Time Complexity: O(log²(dividend))

The outer loop runs at most O(log(dividend / divisor)) times because each iteration removes at least divisor from the remaining value, and the doubling ensures we remove a power-of-two multiple. The inner doubling loop runs at most O(log(dividend / divisor)) times per outer iteration since we double until we exceed the remaining value.

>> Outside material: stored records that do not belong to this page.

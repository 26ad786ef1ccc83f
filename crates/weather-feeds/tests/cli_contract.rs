use std::path::Path;
use std::process::{Command, Output};

use serde_json::Value;

const CREDENTIAL_ENVS: &[&str] = &[
    "WEATHER_FEEDS_API_KEY",
    "WEATHER_FEEDS_SHARED_KEY",
    "WEATHER_FEEDS_TESTING",
];

fn run_cli(args: &[&str], state_dir: &Path) -> Output {
    let mut cmd = Command::new(env!("CARGO_BIN_EXE_weather-feeds"));
    cmd.args(args)
        .env("WEATHER_FEEDS_STATE_DIR", state_dir)
        .env("WEATHER_FEEDS_ROOT", state_dir)
        .env("WEATHER_FEEDS_LOG", "off");
    for key in CREDENTIAL_ENVS {
        cmd.env_remove(key);
    }
    cmd.output().expect("run weather-feeds")
}

fn stdout_json(output: &Output) -> Value {
    serde_json::from_slice(&output.stdout).expect("stdout is json")
}

fn fixture(name: &str) -> String {
    format!("{}/tests/fixtures/{name}", env!("CARGO_MANIFEST_DIR"))
}

#[test]
fn cli_contract_parse_envelope_carries_normalized_set() {
    let dir = tempfile::tempdir().expect("tempdir");
    let file = fixture("owm_onecall.json");
    let output = run_cli(
        &["parse", "--feed", "owm", "--file", &file, "--units", "metric", "--json"],
        dir.path(),
    );

    assert!(output.status.success());
    let value = stdout_json(&output);
    assert_eq!(value["schema_version"], "v1");
    assert_eq!(value["command"], "feeds.parse");
    assert_eq!(value["ok"], true);

    let result = &value["result"];
    for field in [
        "source",
        "location_name",
        "timezone",
        "current",
        "forecasts",
        "alerts",
        "period_range",
        "recorded_at",
        "fetched_at",
    ] {
        assert!(result.get(field).is_some(), "missing field: {field}");
    }
    assert_eq!(result["source"], "Owm");
    assert_eq!(result["forecasts"].as_array().map(Vec::len), Some(3));
}

#[test]
fn cli_contract_nws_forecast_parses_to_nws_source() {
    let dir = tempfile::tempdir().expect("tempdir");
    let file = fixture("nws_forecast.xml");
    let output = run_cli(&["parse", "--feed", "nws", "--file", &file, "--json"], dir.path());

    assert!(output.status.success());
    let value = stdout_json(&output);
    assert_eq!(value["result"]["source"], "Nws");
    assert_eq!(value["result"]["current"]["kind"], "Current");
}

#[test]
fn cli_contract_unreadable_file_is_user_error() {
    let dir = tempfile::tempdir().expect("tempdir");
    let missing = dir.path().join("missing.xml");
    let output = run_cli(
        &["parse", "--feed", "wu", "--file", &missing.display().to_string(), "--json"],
        dir.path(),
    );

    assert_eq!(output.status.code(), Some(2));
    let value = stdout_json(&output);
    assert_eq!(value["ok"], false);
    assert_eq!(value["error"]["code"], "user.invalid_input");
    assert_eq!(value["error"]["details"]["kind"], "user");
    assert_eq!(value["error"]["details"]["exit_code"], 2);
}

#[test]
fn cli_contract_upstream_error_document_is_runtime_error() {
    let dir = tempfile::tempdir().expect("tempdir");
    let file = dir.path().join("error.xml");
    std::fs::write(
        &file,
        "<response><error><type>keynotfound</type><description>this key does not exist</description></error></response>",
    )
    .expect("write");

    let output = run_cli(
        &["parse", "--feed", "wu", "--file", &file.display().to_string(), "--json"],
        dir.path(),
    );

    assert_eq!(output.status.code(), Some(1));
    let value = stdout_json(&output);
    assert_eq!(value["ok"], false);
    assert_eq!(value["error"]["code"], "runtime.feed_failed");
}

#[test]
fn cli_contract_location_lifecycle_persists_between_runs() {
    let dir = tempfile::tempdir().expect("tempdir");
    let added = run_cli(
        &[
            "location",
            "add",
            "--name",
            "Kansas City",
            "--country",
            "US",
            "--lat=39.1",
            "--lon=-94.58",
            "--json",
        ],
        dir.path(),
    );
    assert!(added.status.success());
    assert!(dir.path().join("locations.properties").exists());

    let listed = stdout_json(&run_cli(&["location", "list", "--json"], dir.path()));
    assert_eq!(listed["result"][0]["id"], "801127616");
    assert_eq!(listed["result"][0]["default"], true);

    let units = stdout_json(&run_cli(
        &["location", "units", "801127616", "metric", "--json"],
        dir.path(),
    ));
    assert_eq!(units["result"]["units"], "Metric");

    let shown = run_cli(&["show"], dir.path());
    assert!(shown.status.success());
    assert_eq!(
        String::from_utf8_lossy(&shown.stdout).trim(),
        "Kansas City, US: no forecast cached"
    );

    let removed = stdout_json(&run_cli(
        &["location", "remove", "801127616", "--json"],
        dir.path(),
    ));
    assert_eq!(removed["result"]["default_id"], Value::Null);
}

#[test]
fn cli_contract_update_without_credentials_stores_error() {
    let dir = tempfile::tempdir().expect("tempdir");
    run_cli(
        &["location", "add", "--name", "Home", "--lat=51.5", "--lon=-0.12"],
        dir.path(),
    );

    let updated = stdout_json(&run_cli(&["update", "--json"], dir.path()));
    assert_eq!(updated["command"], "feeds.update");
    assert_eq!(updated["result"]["updated"], false);
    assert_eq!(
        updated["result"]["locations"][0]["error"],
        "update failed: configuration error: an API key is required"
    );
}

#[test]
fn cli_contract_unknown_location_exit_code_is_two() {
    let dir = tempfile::tempdir().expect("tempdir");
    let output = run_cli(&["location", "default", "404"], dir.path());
    assert_eq!(output.status.code(), Some(2));
    assert!(String::from_utf8_lossy(&output.stderr).contains("user.unknown_location"));
}

#[test]
fn cli_contract_help_lists_commands() {
    let dir = tempfile::tempdir().expect("tempdir");
    let output = run_cli(&["--help"], dir.path());
    assert!(output.status.success());
    let help = String::from_utf8_lossy(&output.stdout);
    for command in ["parse", "location", "update", "show", "icon-sets"] {
        assert!(help.contains(command), "help missing {command}");
    }
}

In practice, for 32-bit integers, the outer loop runs at most 31 times and the inner loop runs at most 31 times, giving an upper bound of about 31 × 31 ≈ 961 operations — effectively constant time for fixed-width integers.

Space Complexity: O(1)

We use only a few variables (chunk, count, quotient, sign). No additional data structures are needed, and space does not grow with input size.